The plague-causing bacterium Yersinia pestis has been identified by researchers within the 5,000-year-old skeletal remains of a hunter-fisher-gatherer from Latvia, and represents the oldest plague strain ever discovered.
The find sheds news light on the early origins and evolution of plague, which was responsible for three historic pandemics including the Black Death, a catastrophic event that wiped out around half of Europe’s population in the 14th-century.

At the Stone Age shell-midden site of Riņņukalns, situated on the banks of the Salaca River in Latvia, the remains of four individuals interred in single graves were discovered. Analysis of teeth and petrous bone samples from all four specimens yielded a radiocarbon date of c. 3,300-3,050 BC and genomic sequencing identified an ancestry specific to hunter-fisher-gatherers in Eastern Europe.
The team conducted ancient DNA analysis and pathogenic screening, the results of which have been published in Cell Reports, and were surprised to identify the genome of Yersinia pestis in the remains of an adult male, aged 20-30 years old.
Comparisons between the genome and other ancient strains determined that the individual is the oldest-identified plague victim. Further phylogenetic analysis revealed that this now-extinct strain, along with a slightly younger Y. pestis genome from a Swedish farmer dated to c. 3,040-2,867 BC, are distinct from later Neolithic and Bronze Age strains.

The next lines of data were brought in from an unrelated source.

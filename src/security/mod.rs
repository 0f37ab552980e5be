// Security subsystem

/// Static-analysis gate
pub mod gate;
/// Key-management service client
pub mod kms;
/// Encrypted secret records
pub mod vault;

// Re-exports
pub use gate::{GateError, SecurityGate};
pub use kms::{HttpKms, KeyManagementService, KmsError, KmsKey};
pub use vault::{SecretVault, VaultError};
impl DeployError {
    /// Whether the failure is the security gate's rejection
    pub fn is_security_issue(&self) -> bool {
        matches!(self, DeployError::Gate(GateError::SecurityIssue { .. }))
    }
}

macro_rules! from_tool_error {
    ($error:ident, $variant:ident) => {
        impl From<$error> for DeployError {
            fn from(error: $error) -> Self {
                match error {
                    $error::Exec(e @ ExecError::Timeout { .. }) => DeployError::ToolTimeout(e),
                    other => DeployError::$variant(other),
                }
            }
        }
    };
}

from_tool_error!(StageError, Stage);
from_tool_error!(GateError, Gate);
from_tool_error!(ContainerError, Container);
from_tool_error!(ProxyError, Proxy);

#[cfg(test)]
mod tests {
    use super::*;

    #[test]
    fn tool_timeouts_are_lifted() {
        let timeout = || ExecError::Timeout {
            program: "git".to_string(),
            seconds: 300,
        };

        assert!(matches!(DeployError::from(StageError::Exec(timeout())), DeployError::ToolTimeout(_)));
        assert!(matches!(DeployError::from(GateError::Exec(timeout())), DeployError::ToolTimeout(_)));
        assert!(matches!(DeployError::from(ContainerError::Exec(timeout())), DeployError::ToolTimeout(_)));
        assert!(matches!(DeployError::from(ProxyError::Exec(timeout())), DeployError::ToolTimeout(_)));
    }

    #[test]
    fn other_tool_errors_keep_their_subsystem() {
        let spawn = ExecError::Spawn {
            program: "bandit".to_string(),
            error: "not found".to_string(),
        };
        assert!(matches!(DeployError::from(GateError::Exec(spawn)), DeployError::Gate(_)));
        assert!(matches!(
            DeployError::from(StageError::MissingManifest("requirements.txt".to_string())),
            DeployError::Stage(StageError::MissingManifest(_))
        ));
    }

    #[test]
    fn security_rejections_are_recognisable() {
        let err = DeployError::from(GateError::SecurityIssue {
            file: "app/views.py".to_string(),
            findings: "B602".to_string(),
        });
        assert!(err.is_security_issue());
        assert!(err.to_string().contains("app/views.py"));
    }
}
// src/bundle/line.rs

use crate::bundle::{BundleError, BundleParser, SettingsMap};

/// Line-delimited `KEY=value` bundles (`.txt`, `.env`)
pub struct LineParser;

impl BundleParser for LineParser {
    fn parse(&self, content: &str) -> Result<SettingsMap, BundleError> {
        let mut map = SettingsMap::new();

        for (index, raw) in content.split('\n').enumerate() {
            let line = raw.trim();
            if line.is_empty() {
                continue;
            }

            let mut parts = line.split('=');
            let (key, value) = match (parts.next(), parts.next(), parts.next()) {
                (Some(key), Some(value), None) => (key.trim(), value.trim()),
                _ => {
                    return Err(BundleError::Format(format!(
                        "line {} must contain exactly one '='",
                        index + 1
                    )))
                }
            };

            if key.is_empty() {
                return Err(BundleError::Format(format!("line {} has an empty key", index + 1)));
            }

            map.insert(key, value);
        }

        Ok(map)
    }
}

#[cfg(test)]
mod tests {
    use super::*;
    use proptest::prelude::*;

    #[test]
    fn blank_lines_and_crlf_are_ignored() {
        let map = LineParser.parse("\nA=1\r\n\n  b = two  \n").unwrap();
        assert_eq!(map.to_env_format(), "A=1\nB=two");
    }

    #[test]
    fn missing_separator_is_a_format_error() {
        let err = LineParser.parse("A=1\nNOT_A_PAIR\n").unwrap_err();
        assert!(err.to_string().contains("line 2"));
    }

    #[test]
    fn double_separator_is_a_format_error() {
        assert!(matches!(LineParser.parse("A=b=c"), Err(BundleError::Format(_))));
    }

    #[test]
    fn empty_key_is_a_format_error() {
        assert!(LineParser.parse("=value").is_err());
    }

    #[test]
    fn empty_value_is_allowed() {
        let map = LineParser.parse("DEBUG=").unwrap();
        assert_eq!(map.get("DEBUG"), Some(""));
    }

    proptest! {
        #[test]
        fn rendering_is_deterministic_and_ordered(
            pairs in proptest::collection::vec(("[A-Z][A-Z0-9_]{0,12}", "[a-zA-Z0-9@./:_-]{0,16}"), 1..12)
        ) {
            let content = pairs
                .iter()
                .map(|(k, v)| format!("{}={}", k, v))
                .collect::<Vec<_>>()
                .join("\n");

            let first = LineParser.parse(&content).unwrap();
            let second = LineParser.parse(&content).unwrap();
            prop_assert_eq!(first.to_env_format(), second.to_env_format());

            // First occurrence fixes the position of a key
            let mut expected_order: Vec<&str> = Vec::new();
            for (k, _) in &pairs {
                if !expected_order.contains(&k.as_str()) {
                    expected_order.push(k.as_str());
                }
            }
            prop_assert_eq!(first.keys().collect::<Vec<_>>(), expected_order);
        }

        #[test]
        fn env_rendering_reparses_to_the_same_map(
            pairs in proptest::collection::vec(("[A-Z][A-Z0-9_]{0,12}", "[a-zA-Z0-9@./:_-]{0,16}"), 1..12)
        ) {
            let map: SettingsMap = pairs.into_iter().collect();
            let reparsed = LineParser.parse(&map.to_env_format()).unwrap();
            prop_assert_eq!(reparsed, map);
        }
    }
}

The study reports that the strain emerged around 7,000 years ago, after splitting from its antecessor, Yersinia pseudotuberculosis, around 7,400 years ago; however, it still lacked the crucial gene that allows Y. pestis to spread via the bite of a flea. Dark, gangrenous pustules called ‘buboes’ are a common symptom of flea-borne transmission, and gave the Black Death its name.
It is unclear as to what extent the individual experienced plague symptoms. Yet, the high bacterial load of Y. pestis in his bloodstream indicates it was likely transmitted through the bite of an infected rodent, resulting in septicemia.
As the others buried contemporaneously with the individual were not infected, and its means of transmission were limited, it appears the strain was less virulent than later lineages, and leapt sporadically from animal populations.
This significant discovery contradicts the popular hypotheses that early strains of Y. pestis were highly transmissible, and led to a dramatic population decline in Western Europe at the close of the Neolithic period.